The word Elite has been captured by the left just as our Union flag has been captured by the extreme right. Its use today, more often hissed or screamed out by people on the left of politics, conjures up a mishmash of concepts, almost exclusively assumed to be negative and antisocial. The concept of elites is contaminated with abuse. It has become a crude shorthand for wealth and privilege, unlinked to its actual meaning and misused. It has become the pivot of the politics of envy.

Even when the word is used correctly, the extent to which it often isn’t causes us to wince as if something dreadful is being discussed.

Thus ‘Elite Sports’ makes us initially scowl as if we’re being told we’re no good at that sport. Quite right. Most of us aren’t, and that’s the point of the word’s use. Elite means ‘the best we have’ in this usage, as it ought to in all usage, but the left have corrupted the concept.

We’re supposed to hate elite schools, because they must be terribly full of rich children and unfairly provide some pupils with unfair advantages. But this indignant abuse of the language (surely an elite school is a school that’s excellent at teaching, something we ought all be able to get behind) is a disgraceful attempt to deny differences in ability. Whether they on the left like it or not, there will always be people who are more capable in a given field than others; they are elites. There will always be some teachers better at the job than others, and they will tend to cluster.

On my first day at my secondary school (The Royal Belfast Academical Institution, then a selective Voluntary Group B Grammar School), the school principal, Mr Ridley, stood up and told us we were an elite of sorts. We were, he said, representative of the top 30% of pupils in Northern Ireland by exam results. As a result, we had the responsibility to live up to our promise or step aside to allow someone more deserving to take our place.

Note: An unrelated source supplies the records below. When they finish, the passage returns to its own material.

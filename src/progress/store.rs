//! Listening-progress persistence.
//!
//! One [`ProgressSnapshot`] is kept per `(user_id, document_id)`.  Stores keep
//! snapshots in write order so [`ProgressStore::read`] can hand them back
//! most-recent-first without relying on timestamp resolution.

use std::path::{Path, PathBuf};
use std::sync::{Mutex, MutexGuard, PoisonError};

use chrono::{DateTime, Utc};
use serde::{Deserialize, Serialize};
use thiserror::Error;

// ---------------------------------------------------------------------------
// ProgressSnapshot
// ---------------------------------------------------------------------------

/// How far a user got through a document.
#[derive(Debug, Clone, PartialEq, Serialize, Deserialize)]
pub struct ProgressSnapshot {
    pub document_id: String,
    pub user_id: String,
    /// Logical speech-page count of the document.
    pub total_pages: usize,
    /// 1-indexed page the user reached.
    pub current_page: usize,
    pub completed: bool,
    pub updated_at: DateTime<Utc>,
}

impl ProgressSnapshot {
    /// Snapshot stamped with the current time.  Stores restamp on save.
    pub fn new(
        document_id: impl Into<String>,
        user_id: impl Into<String>,
        total_pages: usize,
        current_page: usize,
        completed: bool,
    ) -> Self {
        Self {
            document_id: document_id.into(),
            user_id: user_id.into(),
            total_pages,
            current_page,
            completed,
            updated_at: Utc::now(),
        }
    }

    /// Completed fraction in `0.0..=1.0`.
    pub fn fraction(&self) -> f32 {
        if self.completed {
            return 1.0;
        }
        if self.total_pages == 0 {
            return 0.0;
        }
        (self.current_page as f32 / self.total_pages as f32).clamp(0.0, 1.0)
    }

    fn same_key(&self, other: &ProgressSnapshot) -> bool {
        self.user_id == other.user_id && self.document_id == other.document_id
    }
}

/// Logical page index to resume `snapshot` at.
///
/// Starts over at 0 when the document was completed or when the stored page
/// no longer fits `total_pages` (e.g. the paginator ceiling changed).
pub fn resume_index(snapshot: &ProgressSnapshot, total_pages: usize) -> usize {
    if snapshot.completed || snapshot.current_page == 0 || snapshot.current_page > total_pages {
        return 0;
    }
    snapshot.current_page - 1
}

// ---------------------------------------------------------------------------
// ProgressError
// ---------------------------------------------------------------------------

#[derive(Debug, Error)]
pub enum ProgressError {
    #[error("progress file I/O failed for {path}: {source}")]
    Io {
        path: PathBuf,
        #[source]
        source: std::io::Error,
    },

    #[error("progress file {path} is malformed: {source}")]
    Malformed {
        path: PathBuf,
        #[source]
        source: serde_json::Error,
    },
}

// ---------------------------------------------------------------------------
// ProgressStore trait
// ---------------------------------------------------------------------------

/// Where the player reports progress.
pub trait ProgressStore: Send + Sync {
    /// Upsert `snapshot` keyed by `(user_id, document_id)`, stamping it with
    /// the write time.
    fn save(&self, snapshot: ProgressSnapshot) -> Result<(), ProgressError>;

    /// All of `user_id`'s snapshots, most recently written first.
    fn read(&self, user_id: &str) -> Result<Vec<ProgressSnapshot>, ProgressError>;

    fn find(
        &self,
        user_id: &str,
        document_id: &str,
    ) -> Result<Option<ProgressSnapshot>, ProgressError> {
        Ok(self
            .read(user_id)?
            .into_iter()
            .find(|s| s.document_id == document_id))
    }
}

const _: fn() = || {
    fn _assert_object_safe(_: Box<dyn ProgressStore>) {}
};

fn lock<T>(mutex: &Mutex<T>) -> MutexGuard<'_, T> {
    mutex.lock().unwrap_or_else(PoisonError::into_inner)
}

// Remove any snapshot with the same key and append the new one, stamped.
fn upsert(entries: &mut Vec<ProgressSnapshot>, mut snapshot: ProgressSnapshot) {
    snapshot.updated_at = Utc::now();
    entries.retain(|s| !s.same_key(&snapshot));
    entries.push(snapshot);
}

fn newest_first(entries: &[ProgressSnapshot], user_id: &str) -> Vec<ProgressSnapshot> {
    entries
        .iter()
        .rev()
        .filter(|s| s.user_id == user_id)
        .cloned()
        .collect()
}

// ---------------------------------------------------------------------------
// MemoryProgressStore
// ---------------------------------------------------------------------------

/// In-memory store; used by tests and as a fallback when the progress file
/// cannot be opened.
#[derive(Debug, Default)]
pub struct MemoryProgressStore {
    entries: Mutex<Vec<ProgressSnapshot>>,
}

impl MemoryProgressStore {
    pub fn new() -> Self {
        Self::default()
    }

    /// Number of stored snapshots across all users.
    pub fn len(&self) -> usize {
        lock(&self.entries).len()
    }

    pub fn is_empty(&self) -> bool {
        self.len() == 0
    }
}

impl ProgressStore for MemoryProgressStore {
    fn save(&self, snapshot: ProgressSnapshot) -> Result<(), ProgressError> {
        upsert(&mut lock(&self.entries), snapshot);
        Ok(())
    }

    fn read(&self, user_id: &str) -> Result<Vec<ProgressSnapshot>, ProgressError> {
        Ok(newest_first(&lock(&self.entries), user_id))
    }
}

// ---------------------------------------------------------------------------
// JsonProgressStore
// ---------------------------------------------------------------------------

/// Snapshots persisted as a JSON array, rewritten on every save.
#[derive(Debug)]
pub struct JsonProgressStore {
    path: PathBuf,
    entries: Mutex<Vec<ProgressSnapshot>>,
}

impl JsonProgressStore {
    /// Open the store at `path`.  A missing file starts an empty store.
    pub fn open(path: impl Into<PathBuf>) -> Result<Self, ProgressError> {
        let path = path.into();
        let entries = match std::fs::read_to_string(&path) {
            Ok(content) if content.trim().is_empty() => Vec::new(),
            Ok(content) => {
                serde_json::from_str(&content).map_err(|source| ProgressError::Malformed {
                    path: path.clone(),
                    source,
                })?
            }
            Err(e) if e.kind() == std::io::ErrorKind::NotFound => Vec::new(),
            Err(source) => return Err(ProgressError::Io { path, source }),
        };
        log::debug!(
            "progress: opened {} ({} snapshots)",
            path.display(),
            entries.len()
        );
        Ok(Self {
            path,
            entries: Mutex::new(entries),
        })
    }

    pub fn path(&self) -> &Path {
        &self.path
    }

    fn persist(&self, entries: &[ProgressSnapshot]) -> Result<(), ProgressError> {
        let io_err = |source| ProgressError::Io {
            path: self.path.clone(),
            source,
        };
        if let Some(parent) = self.path.parent() {
            std::fs::create_dir_all(parent).map_err(io_err)?;
        }
        let json = serde_json::to_string_pretty(entries).map_err(|source| {
            ProgressError::Malformed {
                path: self.path.clone(),
                source,
            }
        })?;
        std::fs::write(&self.path, json).map_err(io_err)
    }
}

impl ProgressStore for JsonProgressStore {
    fn save(&self, snapshot: ProgressSnapshot) -> Result<(), ProgressError> {
        let mut entries = lock(&self.entries);
        upsert(&mut entries, snapshot);
        self.persist(&entries)
    }

    fn read(&self, user_id: &str) -> Result<Vec<ProgressSnapshot>, ProgressError> {
        Ok(newest_first(&lock(&self.entries), user_id))
    }
}

// ---------------------------------------------------------------------------
// Tests
// ---------------------------------------------------------------------------

#[cfg(test)]
mod tests {
    use super::*;
    use tempfile::TempDir;

    fn snap(doc: &str, user: &str, page: usize, total: usize) -> ProgressSnapshot {
        ProgressSnapshot::new(doc, user, total, page, false)
    }

    #[test]
    fn upsert_keeps_one_snapshot_per_user_and_document() {
        let store = MemoryProgressStore::new();
        store.save(snap("book.txt", "ayse", 1, 10)).unwrap();
        store.save(snap("book.txt", "ayse", 2, 10)).unwrap();
        store.save(snap("book.txt", "ayse", 3, 10)).unwrap();

        let all = store.read("ayse").unwrap();
        assert_eq!(all.len(), 1);
        assert_eq!(all[0].current_page, 3);
    }

    #[test]
    fn read_is_most_recent_first_and_scoped_to_user() {
        let store = MemoryProgressStore::new();
        store.save(snap("a", "ayse", 1, 5)).unwrap();
        store.save(snap("b", "ayse", 1, 5)).unwrap();
        store.save(snap("c", "mehmet", 1, 5)).unwrap();
        store.save(snap("a", "ayse", 2, 5)).unwrap();

        let docs: Vec<_> = store
            .read("ayse")
            .unwrap()
            .into_iter()
            .map(|s| s.document_id)
            .collect();
        assert_eq!(docs, vec!["a", "b"]);
        assert_eq!(store.len(), 3);
    }

    #[test]
    fn find_returns_matching_snapshot() {
        let store = MemoryProgressStore::new();
        store.save(snap("a", "ayse", 4, 5)).unwrap();

        assert_eq!(store.find("ayse", "a").unwrap().unwrap().current_page, 4);
        assert!(store.find("ayse", "z").unwrap().is_none());
        assert!(store.find("mehmet", "a").unwrap().is_none());
    }

    #[test]
    fn json_store_round_trips_through_file() {
        let dir = TempDir::new().unwrap();
        let path = dir.path().join("nested").join("progress.json");

        let store = JsonProgressStore::open(&path).unwrap();
        store.save(snap("a", "ayse", 2, 7)).unwrap();
        store
            .save(ProgressSnapshot::new("b", "ayse", 3, 3, true))
            .unwrap();
        drop(store);

        let reopened = JsonProgressStore::open(&path).unwrap();
        let all = reopened.read("ayse").unwrap();
        assert_eq!(all.len(), 2);
        assert_eq!(all[0].document_id, "b");
        assert!(all[0].completed);
        assert_eq!(all[1].current_page, 2);
    }

    #[test]
    fn json_store_missing_file_is_empty() {
        let dir = TempDir::new().unwrap();
        let store = JsonProgressStore::open(dir.path().join("progress.json")).unwrap();
        assert!(store.read("anyone").unwrap().is_empty());
    }

    #[test]
    fn json_store_rejects_malformed_file() {
        let dir = TempDir::new().unwrap();
        let path = dir.path().join("progress.json");
        std::fs::write(&path, "{ not json").unwrap();

        let err = JsonProgressStore::open(&path).unwrap_err();
        assert!(matches!(err, ProgressError::Malformed { .. }));
    }

    #[test]
    fn save_restamps_updated_at() {
        let store = MemoryProgressStore::new();
        let mut old = snap("a", "ayse", 1, 2);
        old.updated_at = DateTime::<Utc>::UNIX_EPOCH;
        store.save(old).unwrap();

        let saved = store.find("ayse", "a").unwrap().unwrap();
        assert!(saved.updated_at > DateTime::<Utc>::UNIX_EPOCH);
    }

    #[test]
    fn resume_index_maps_pages() {
        assert_eq!(resume_index(&snap("a", "u", 4, 10), 10), 3);
        assert_eq!(resume_index(&snap("a", "u", 1, 10), 10), 0);
        // out of range after re-pagination
        assert_eq!(resume_index(&snap("a", "u", 12, 10), 8), 0);
        assert_eq!(resume_index(&snap("a", "u", 0, 10), 10), 0);
        let done = ProgressSnapshot::new("a", "u", 10, 10, true);
        assert_eq!(resume_index(&done, 10), 0);
    }

    #[test]
    fn fraction_is_bounded() {
        assert_eq!(snap("a", "u", 5, 10).fraction(), 0.5);
        assert_eq!(snap("a", "u", 0, 0).fraction(), 0.0);
        assert_eq!(ProgressSnapshot::new("a", "u", 10, 3, true).fraction(), 1.0);
    }
}
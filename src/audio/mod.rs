//! Audio output — a poll-only renderer shared by every playback session.
//!
//! # Layout
//!
//! ```text
//! PlaybackController → AudioDevice (exclusive lease) → dyn AudioRenderer
//!                                                        └─ RodioRenderer → speakers
//! ```
//!
//! # Quick Start
//!
//! ```rust,no_run
//! use page_narrator::audio::{AudioDevice, RodioRenderer};
//!
//! let device = AudioDevice::new(RodioRenderer::open_default().unwrap());
//! device.acquire(1).unwrap();
//! device.with_renderer(1, |r| r.stop()).unwrap();
//! device.release(1);
//! ```

pub mod device;
pub mod renderer;
pub mod rodio_backend;

pub use device::AudioDevice;
pub use renderer::{AudioRenderer, RendererError};
pub use rodio_backend::RodioRenderer;

#[cfg(test)]
pub use renderer::{MockRenderer, RendererCall};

We were only as good, he said, as the effort we put in to justifying our place, and the opportunities presented to us would be our reward. We were to be proud of our uniform, because it was a mark of what we had achieved so far. The elite of the 11-Plus exam therefore begat further elites. Rugby players, mathematicians, radio presenters, PR men (ahem) in the main determined by the effort we were prepared to put in. There was no denying the profound ability of some of the boys in the school, and we never doubted we were good at what we did, but the concept of recognising ‘eliteness’ seemed distasteful. It shouldn’t have done.

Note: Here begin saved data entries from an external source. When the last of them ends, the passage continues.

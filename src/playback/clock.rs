//! Time source for the grace-window check.

use std::time::Instant;

/// Monotonic clock used by the controller.
pub trait Clock: Send + Sync {
    fn now(&self) -> Instant;
}

/// The real monotonic clock.
#[derive(Debug, Clone, Copy, Default)]
pub struct SystemClock;

impl Clock for SystemClock {
    fn now(&self) -> Instant {
        Instant::now()
    }
}

#[cfg(test)]
pub use manual::ManualClock;


#[cfg(test)]
mod tests {
    use std::time::Duration;

    use super::*;

    #[test]
    fn manual_clock_advances_only_on_request() {
        let clock = ManualClock::new();
        let t0 = clock.now();
        assert_eq!(clock.now(), t0);

        clock.clone().advance(Duration::from_millis(250));
        assert_eq!(clock.now() - t0, Duration::from_millis(250));
    }

    #[test]
    fn system_clock_is_monotonic() {
        let clock = SystemClock;
        let a = clock.now();
        let b = clock.now();
        assert!(b >= a);
    }
}
//! Voice catalog — listing and previewing voices without blocking the UI.
//!
//! [`VoiceCatalog`] owns a `voice-catalog` worker thread.  Requests are
//! queued with [`request_voices`](VoiceCatalog::request_voices) /
//! [`request_preview`](VoiceCatalog::request_preview) and answered through
//! [`poll`](VoiceCatalog::poll), in submission order.

use std::collections::VecDeque;
use std::sync::mpsc;
use std::sync::Arc;
use std::time::Duration;

use async_trait::async_trait;

use super::dispatch::current_thread_runtime;
use super::gateway::SynthesisError;
use super::google::VoiceInfo;
use super::voice::{VoiceGender, VoiceParams};

// ---------------------------------------------------------------------------
// VoiceDirectory trait
// ---------------------------------------------------------------------------

/// A service that can enumerate voices and voice a sample sentence.
#[async_trait]
pub trait VoiceDirectory: Send + Sync {
    /// Voices for `language_code`, optionally restricted to one gender.
    async fn list_voices(
        &self,
        language_code: &str,
        gender: Option<VoiceGender>,
    ) -> Result<Vec<VoiceInfo>, SynthesisError>;

    /// Audio of the preview sentence spoken by voice `name`.
    async fn preview_voice(&self, voice: &VoiceParams, name: &str)
        -> Result<Vec<u8>, SynthesisError>;
}

// Compile-time check: VoiceDirectory must be object-safe.
const _: () = {
    fn _assert_object_safe(_: &dyn VoiceDirectory) {}
};

// ---------------------------------------------------------------------------
// Requests / replies
// ---------------------------------------------------------------------------

#[derive(Debug, Clone)]
enum CatalogRequest {
    Voices {
        language_code: String,
        gender: Option<VoiceGender>,
    },
    Preview {
        voice: VoiceParams,
        name: String,
    },
}

/// Answer to one catalog request.
#[derive(Debug, Clone, PartialEq)]
pub enum CatalogReply {
    Voices(Result<Vec<VoiceInfo>, SynthesisError>),
    Preview {
        name: String,
        result: Result<Vec<u8>, SynthesisError>,
    },
}

impl CatalogReply {
    fn failed(request: CatalogRequest, error: SynthesisError) -> Self {
        match request {
            CatalogRequest::Voices { .. } => CatalogReply::Voices(Err(error)),
            CatalogRequest::Preview { name, .. } => CatalogReply::Preview {
                name,
                result: Err(error),
            },
        }
    }
}

async fn answer(
    directory: &dyn VoiceDirectory,
    request: CatalogRequest,
    timeout: Duration,
) -> CatalogReply {
    match request {
        CatalogRequest::Voices {
            language_code,
            gender,
        } => {
            let result = tokio::time::timeout(timeout, directory.list_voices(&language_code, gender))
                .await
                .unwrap_or(Err(SynthesisError::Timeout));
            CatalogReply::Voices(result)
        }
        CatalogRequest::Preview { voice, name } => {
            let result = match tokio::time::timeout(timeout, directory.preview_voice(&voice, &name))
                .await
            {
                Ok(Ok(audio)) if audio.is_empty() => Err(SynthesisError::EmptyAudio),
                Ok(result) => result,
                Err(_) => Err(SynthesisError::Timeout),
            };
            CatalogReply::Preview { name, result }
        }
    }
}

// ---------------------------------------------------------------------------
// VoiceCatalog
// ---------------------------------------------------------------------------

/// Background voice listing and preview synthesis.
pub struct VoiceCatalog {
    requests: mpsc::Sender<CatalogRequest>,
    replies: mpsc::Receiver<CatalogReply>,
    pending: usize,
    failed: VecDeque<CatalogReply>,
}

impl VoiceCatalog {
    /// Spawn the worker thread.  Each request is bounded by `timeout`.
    pub fn spawn(directory: Arc<dyn VoiceDirectory>, timeout: Duration) -> std::io::Result<Self> {
        let (request_tx, request_rx) = mpsc::channel::<CatalogRequest>();
        let (reply_tx, reply_rx) = mpsc::channel::<CatalogReply>();

        std::thread::Builder::new()
            .name("voice-catalog".into())
            .spawn(move || {
                let runtime = match current_thread_runtime() {
                    Ok(rt) => rt,
                    Err(e) => {
                        log::error!("voice catalog: could not build runtime: {e}");
                        return;
                    }
                };

                while let Ok(request) = request_rx.recv() {
                    let reply = runtime.block_on(answer(directory.as_ref(), request, timeout));
                    if reply_tx.send(reply).is_err() {
                        break;
                    }
                }
                log::debug!("voice catalog: request channel closed, exiting");
            })?;

        Ok(Self {
            requests: request_tx,
            replies: reply_rx,
            pending: 0,
            failed: VecDeque::new(),
        })
    }

    /// Ask for the voices of `language_code`, optionally one gender only.
    pub fn request_voices(&mut self, language_code: &str, gender: Option<VoiceGender>) {
        self.submit(CatalogRequest::Voices {
            language_code: language_code.to_string(),
            gender,
        });
    }

    /// Ask for preview audio of voice `name` with the other `voice` settings.
    pub fn request_preview(&mut self, voice: &VoiceParams, name: &str) {
        self.submit(CatalogRequest::Preview {
            voice: voice.clone(),
            name: name.to_string(),
        });
    }

    fn submit(&mut self, request: CatalogRequest) {
        match self.requests.send(request) {
            Ok(()) => self.pending += 1,
            Err(mpsc::SendError(request)) => {
                log::error!("voice catalog: worker is gone");
                self.failed.push_back(CatalogReply::failed(
                    request,
                    SynthesisError::WorkerGone("voice catalog thread stopped".into()),
                ));
            }
        }
    }

    /// Take the next answer, if one is ready.
    pub fn poll(&mut self) -> Option<CatalogReply> {
        if let Some(reply) = self.failed.pop_front() {
            return Some(reply);
        }
        match self.replies.try_recv() {
            Ok(reply) => {
                self.pending = self.pending.saturating_sub(1);
                Some(reply)
            }
            Err(mpsc::TryRecvError::Empty) => None,
            Err(mpsc::TryRecvError::Disconnected) => {
                if self.pending > 0 {
                    log::error!("voice catalog: worker stopped with {} requests", self.pending);
                    self.pending = 0;
                }
                None
            }
        }
    }

    /// `true` while a request is outstanding.
    pub fn is_pending(&self) -> bool {
        self.pending > 0 || !self.failed.is_empty()
    }
}

// ---------------------------------------------------------------------------
// Tests
// ---------------------------------------------------------------------------

#[cfg(test)]
mod tests {
    use super::*;
    use std::sync::Mutex;
    use std::time::Instant;

    #[derive(Default)]
    struct FakeDirectory {
        previews: Mutex<Vec<String>>,
    }

    fn voice(name: &str, gender: VoiceGender) -> VoiceInfo {
        VoiceInfo {
            name: name.into(),
            language_codes: vec!["tr-TR".into()],
            gender: Some(gender),
            natural_sample_rate_hertz: 24_000,
        }
    }

    #[async_trait]
    impl VoiceDirectory for FakeDirectory {
        async fn list_voices(
            &self,
            language_code: &str,
            gender: Option<VoiceGender>,
        ) -> Result<Vec<VoiceInfo>, SynthesisError> {
            if language_code != "tr-TR" {
                return Err(SynthesisError::Status {
                    status: 400,
                    message: "unsupported language".into(),
                });
            }
            let all = vec![
                voice("tr-TR-Wavenet-A", VoiceGender::Female),
                voice("tr-TR-Wavenet-B", VoiceGender::Male),
            ];
            Ok(crate::tts::filter_voices(all, gender))
        }

        async fn preview_voice(
            &self,
            _voice: &VoiceParams,
            name: &str,
        ) -> Result<Vec<u8>, SynthesisError> {
            self.previews.lock().unwrap().push(name.to_string());
            if name == "silent" {
                return Ok(Vec::new());
            }
            Ok(format!("preview:{name}").into_bytes())
        }
    }

    fn wait_for(catalog: &mut VoiceCatalog) -> CatalogReply {
        let deadline = Instant::now() + Duration::from_secs(2);
        loop {
            if let Some(reply) = catalog.poll() {
                return reply;
            }
            assert!(Instant::now() < deadline, "no catalog reply within 2 s");
            std::thread::sleep(Duration::from_millis(2));
        }
    }

    #[test]
    fn lists_voices_filtered_by_gender() {
        let mut catalog =
            VoiceCatalog::spawn(Arc::new(FakeDirectory::default()), Duration::from_secs(1)).unwrap();

        catalog.request_voices("tr-TR", Some(VoiceGender::Male));
        assert!(catalog.is_pending());

        match wait_for(&mut catalog) {
            CatalogReply::Voices(Ok(voices)) => {
                assert_eq!(voices.len(), 1);
                assert_eq!(voices[0].name, "tr-TR-Wavenet-B");
            }
            other => panic!("unexpected reply: {other:?}"),
        }
        assert!(!catalog.is_pending());
    }

    #[test]
    fn listing_errors_are_returned() {
        let mut catalog =
            VoiceCatalog::spawn(Arc::new(FakeDirectory::default()), Duration::from_secs(1)).unwrap();
        catalog.request_voices("xx-XX", None);
        assert!(matches!(
            wait_for(&mut catalog),
            CatalogReply::Voices(Err(SynthesisError::Status { status: 400, .. }))
        ));
    }

    #[test]
    fn preview_returns_audio_for_the_named_voice() {
        let directory = Arc::new(FakeDirectory::default());
        let mut catalog = VoiceCatalog::spawn(directory.clone(), Duration::from_secs(1)).unwrap();

        catalog.request_preview(&VoiceParams::default(), "tr-TR-Wavenet-A");
        assert_eq!(
            wait_for(&mut catalog),
            CatalogReply::Preview {
                name: "tr-TR-Wavenet-A".into(),
                result: Ok(b"preview:tr-TR-Wavenet-A".to_vec()),
            }
        );
        assert_eq!(*directory.previews.lock().unwrap(), vec!["tr-TR-Wavenet-A"]);
    }

    #[test]
    fn empty_preview_is_an_error() {
        let mut catalog =
            VoiceCatalog::spawn(Arc::new(FakeDirectory::default()), Duration::from_secs(1)).unwrap();
        catalog.request_preview(&VoiceParams::default(), "silent");
        assert_eq!(
            wait_for(&mut catalog),
            CatalogReply::Preview {
                name: "silent".into(),
                result: Err(SynthesisError::EmptyAudio),
            }
        );
    }

    #[test]
    fn replies_arrive_in_submission_order() {
        let mut catalog =
            VoiceCatalog::spawn(Arc::new(FakeDirectory::default()), Duration::from_secs(1)).unwrap();
        catalog.request_preview(&VoiceParams::default(), "first");
        catalog.request_voices("tr-TR", None);

        assert!(matches!(wait_for(&mut catalog), CatalogReply::Preview { ref name, .. } if name == "first"));
        assert!(matches!(wait_for(&mut catalog), CatalogReply::Voices(Ok(ref v)) if v.len() == 2));
    }
}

Often, of course, self-selecting cliques conspire to assign themselves a putative elite status, usually without much justification. Let’s take the rich as an example.

Being rich can happen by accident, by design, by inheritance or hard work. Someone who is rich isn’t necessarily the best at anything, but the rich often socialise together, often in places the poor can’t afford to be, and many members of that class of people may be members of various other elites.

As a shorthand, the left, with haughty abandon for the language, call them an elite, while sensible people call them what they are: the rich. Like the Elite Sports people, we envy them to the extent the basis of their inferred eliteness would make us happier were it to be conferred on us. We want their money and their cocktail parties and their first class travel.

Elites are exclusive, because if you’re not one of the best in a given field, you can’t be considered a member. To join, get better at what you do. Therefore, elites are politically and economically important, and cause real political debate, particularly when the debate focuses on the basic economic problem. Do we fund the ‘clever elite’ children to become excellent through selective education, or do we allocate fewer resources to those children and try to bring the slower children up to their standard?

The answer a Tory will give is ‘spend the money making the teachers better’. This seems eminently sensible and should certainly be idiomatic within the debate on education. Pay the better state teachers more, pour encourager les autres, and don’t lose sleep over what the public schools pay.

Our current Prime Minister went to a public school; it’s considered an elite school by educationalists because it gets exceptional results for its pupils, but on the left it’s considered elite (emphasis on spitting the word out like it’s a whole naga chilli) because only the very rich can afford to send their children there. As a result, it must be bad, and those who pass through Eton must be evil.

The next time you read an article or speech by someone of the left persuasion, consider the alternative to the recognition of ability. Reject that elite surgeon about to operate on your child. Boycott airlines employing elite air crew. Ensure only mediocre candidates get your vote at election time.

This is the politics of envy, red in tooth, claw and flag. It’s time to reclaim the word.